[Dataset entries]
++++++

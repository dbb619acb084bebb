//! Durable copies of the boss ledger.
//!
//! Snapshot file format:
//! - Version magic (8 bytes)
//! - Payload length (4 bytes)
//! - bincode-encoded [`LedgerSnapshot`]
//! - SHA256 checksum over everything above (32 bytes)

use crate::boss::BossLedger;
use crate::core::constants::{SNAPSHOT_FILE_NAME, SNAPSHOT_VERSION_MAGIC};
use crate::error::SnapshotError;
use crate::modifiers::Modifier;
use crate::settlement::SettlementResult;
use directories::ProjectDirs;
use serde::{Deserialize, Serialize};
use sha2::{Digest, Sha256};
use std::fs;
use std::io::Read;
use std::path::{Path, PathBuf};

/// Everything needed to rebuild an engine's ledger state.
#[derive(Debug, Clone, PartialEq, Serialize, Deserialize)]
pub struct LedgerSnapshot {
    pub taken_at_ms: i64,
    pub bosses: Vec<BossLedger>,
    pub modifiers: Vec<Modifier>,
}

pub struct SnapshotStore {
    dir: PathBuf,
}

impl SnapshotStore {
    /// Store in the platform data directory (via `directories`).
    pub fn new() -> Result<Self, SnapshotError> {
        let project_dirs =
            ProjectDirs::from("", "", "leviathan").ok_or(SnapshotError::NoDataDir)?;
        Self::new_at(project_dirs.data_dir())
    }

    /// Store rooted at an explicit directory, created if missing.
    pub fn new_at(dir: impl AsRef<Path>) -> Result<Self, SnapshotError> {
        let dir = dir.as_ref().to_path_buf();
        fs::create_dir_all(&dir).map_err(|source| SnapshotError::Io {
            path: dir.clone(),
            source,
        })?;
        Ok(Self { dir })
    }

    pub fn dir(&self) -> &Path {
        &self.dir
    }

    pub fn snapshot_path(&self) -> PathBuf {
        self.dir.join(SNAPSHOT_FILE_NAME)
    }

    pub fn exists(&self) -> bool {
        self.snapshot_path().exists()
    }

    pub fn save(&self, snapshot: &LedgerSnapshot) -> Result<(), SnapshotError> {
        let path = self.snapshot_path();
        let data = bincode::serialize(snapshot).map_err(SnapshotError::Encode)?;
        let data_len = data.len() as u32;

        let mut hasher = Sha256::new();
        hasher.update(SNAPSHOT_VERSION_MAGIC.to_le_bytes());
        hasher.update(data_len.to_le_bytes());
        hasher.update(&data);
        let checksum = hasher.finalize();

        let mut bytes = Vec::with_capacity(8 + 4 + data.len() + 32);
        bytes.extend_from_slice(&SNAPSHOT_VERSION_MAGIC.to_le_bytes());
        bytes.extend_from_slice(&data_len.to_le_bytes());
        bytes.extend_from_slice(&data);
        bytes.extend_from_slice(&checksum);
        fs::write(&path, &bytes).map_err(|source| SnapshotError::Io {
            path: path.clone(),
            source,
        })?;

        tracing::debug!(
            path = %path.display(),
            bosses = snapshot.bosses.len(),
            bytes = data.len(),
            "Ledger snapshot saved"
        );
        Ok(())
    }

    pub fn load(&self) -> Result<LedgerSnapshot, SnapshotError> {
        let path = self.snapshot_path();
        let io_err = |source: std::io::Error| SnapshotError::Io {
            path: path.clone(),
            source,
        };
        let mut file = fs::File::open(&path).map_err(io_err)?;

        let mut version_bytes = [0u8; 8];
        file.read_exact(&mut version_bytes).map_err(io_err)?;
        let version = u64::from_le_bytes(version_bytes);
        if version != SNAPSHOT_VERSION_MAGIC {
            return Err(SnapshotError::BadMagic {
                expected: SNAPSHOT_VERSION_MAGIC,
                found: version,
            });
        }

        let mut length_bytes = [0u8; 4];
        file.read_exact(&mut length_bytes).map_err(io_err)?;
        let data_len = u32::from_le_bytes(length_bytes);

        let mut data = vec![0u8; data_len as usize];
        file.read_exact(&mut data).map_err(io_err)?;

        let mut stored_checksum = [0u8; 32];
        file.read_exact(&mut stored_checksum).map_err(io_err)?;

        let mut hasher = Sha256::new();
        hasher.update(version_bytes);
        hasher.update(length_bytes);
        hasher.update(&data);
        if stored_checksum != hasher.finalize().as_slice() {
            return Err(SnapshotError::ChecksumMismatch);
        }

        bincode::deserialize(&data).map_err(SnapshotError::Decode)
    }

    /// Write a settlement as pretty JSON next to the snapshot, for whatever
    /// anchors or audits settlements downstream.
    pub fn export_settlement(&self, settlement: &SettlementResult) -> Result<PathBuf, SnapshotError> {
        let path = self
            .dir
            .join(format!("settlement-{}.json", settlement.boss_id));
        let json = serde_json::to_string_pretty(settlement)?;
        fs::write(&path, json).map_err(|source| SnapshotError::Io {
            path: path.clone(),
            source,
        })?;
        tracing::info!(boss_id = %settlement.boss_id, path = %path.display(), "Settlement exported");
        Ok(path)
    }
}
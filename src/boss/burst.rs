//! One-shot actions: OVERLOAD and the reconnect protocol.
//!
//! These functions assume the caller holds the boss lock. Signature checks
//! happen in the engine before the lock is taken; everything here re-checks
//! eligibility so two near-simultaneous requests cannot both pass.

use super::accrual::accrue;
use super::ledger::BossLedger;
use super::types::{DamageReceipt, DamageSource, ReconnectReceipt};
use crate::error::BossError;

/// Burst damage after modifiers, floored to whole units.
pub fn amplified_burst(base: u64, multiplier: f64) -> u64 {
    if !(multiplier > 0.0) {
        return 0;
    }
    (base as f64 * multiplier).floor() as u64
}

/// Reject unless `wallet` may still OVERLOAD this boss.
pub fn check_overload_eligible(ledger: &BossLedger, wallet: &str) -> Result<(), BossError> {
    let boss = ledger.boss();
    if boss.resolved {
        return Err(BossError::BossAlreadyResolved(boss.id));
    }
    match ledger.participant(wallet) {
        None => Err(BossError::NotJoined {
            boss_id: boss.id,
            wallet: wallet.to_string(),
        }),
        Some(p) if p.overload_used => Err(BossError::OverloadAlreadyUsed(wallet.to_string())),
        Some(_) => Ok(()),
    }
}

/// Apply the OVERLOAD burst and burn the wallet's one use.
pub fn apply_overload(
    ledger: &mut BossLedger,
    wallet: &str,
    burst: u64,
    now_ms: i64,
) -> Result<DamageReceipt, BossError> {
    check_overload_eligible(ledger, wallet)?;
    let receipt = ledger.apply_damage(wallet, burst, DamageSource::Burst, now_ms)?;
    if let Some(p) = ledger.participant_mut(wallet) {
        p.overload_used = true;
    }
    Ok(receipt)
}

/// Single bounded catch-up tick for a wallet that was away.
///
/// Credits `min(offline_backlog, cap) * rate`, clears the backlog and burns
/// the wallet's one reconnect. Longer absences earn no more than the cap.
pub fn apply_reconnect(
    ledger: &mut BossLedger,
    wallet: &str,
    rate_per_sec: f64,
    cap_ms: i64,
    now_ms: i64,
) -> Result<ReconnectReceipt, BossError> {
    let boss_id = ledger.boss().id;
    if ledger.boss().resolved {
        return Err(BossError::BossAlreadyResolved(boss_id));
    }
    let participant = ledger
        .participant_mut(wallet)
        .ok_or_else(|| BossError::NotJoined {
            boss_id,
            wallet: wallet.to_string(),
        })?;
    if participant.reconnect_used {
        return Err(BossError::ReconnectAlreadyUsed(wallet.to_string()));
    }

    let backlog_ms = participant.offline_backlog_ms;
    let recovered_ms = backlog_ms.min(cap_ms).max(0);
    let (amount, carry) = accrue(recovered_ms, rate_per_sec, participant.fractional_carry);
    participant.fractional_carry = carry;
    participant.offline_backlog_ms = 0;
    participant.reconnect_used = true;

    let damage = ledger.apply_damage(wallet, amount, DamageSource::Passive, now_ms)?;
    Ok(ReconnectReceipt {
        boss_id,
        recovered_ms,
        backlog_ms,
        damage,
    })
}
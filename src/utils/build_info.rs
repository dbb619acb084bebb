//! Compile-time build information.

include!(concat!(env!("OUT_DIR"), "/build_info.rs"));

/// `leviathan 0.1.0 (abc1234 2026-10-19)`
pub fn version_string() -> String {
    format!(
        "{} {} ({} {})",
        env!("CARGO_PKG_NAME"),
        env!("CARGO_PKG_VERSION"),
        BUILD_COMMIT,
        BUILD_DATE
    )
}
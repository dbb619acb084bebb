use super::types::{SettlementEntry, SettlementResult};
use crate::boss::BossLedger;
use crate::error::BossError;

/// Share of `max_health` dealt, clamped to [0, 1].
pub fn contribution_fraction(total_damage: u64, max_health: u64) -> f64 {
    if max_health == 0 {
        return 0.0;
    }
    (total_damage as f64 / max_health as f64).clamp(0.0, 1.0)
}

/// Compute the settlement of a resolved boss.
///
/// Reads the ledger only. Calling it again on the same ledger yields an
/// identical result.
pub fn settle(ledger: &BossLedger) -> Result<SettlementResult, BossError> {
    let boss = ledger.boss();
    let resolved_at_ms = match (boss.resolved, boss.resolved_at_ms) {
        (true, Some(at)) => at,
        _ => return Err(BossError::BossNotResolved(boss.id)),
    };

    let entries = ledger
        .participants()
        .map(|p| SettlementEntry {
            wallet: p.wallet.clone(),
            character_id: p.character_id.clone(),
            total_damage: p.total_damage,
            contribution_fraction: contribution_fraction(p.total_damage, boss.max_health),
        })
        .collect();

    Ok(SettlementResult {
        boss_id: boss.id,
        epoch_start_ms: boss.epoch_start_ms,
        max_health: boss.max_health,
        resolved_at_ms,
        entries,
    })
}
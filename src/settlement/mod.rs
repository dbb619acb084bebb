//! Settlement of resolved bosses into contribution fractions and drops.

pub mod logic;
pub mod rewards;
pub mod types;

pub use logic::{contribution_fraction, settle};
pub use rewards::{distribute_rewards, BossDrops, DropCategory, DropTableRoller, RewardRoller};
pub use types::{SettlementEntry, SettlementResult};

++++++

Activity → Say how many lines of these records hold the string "SettlementEntry", giving the number and no other words.

Solution for this problem → 3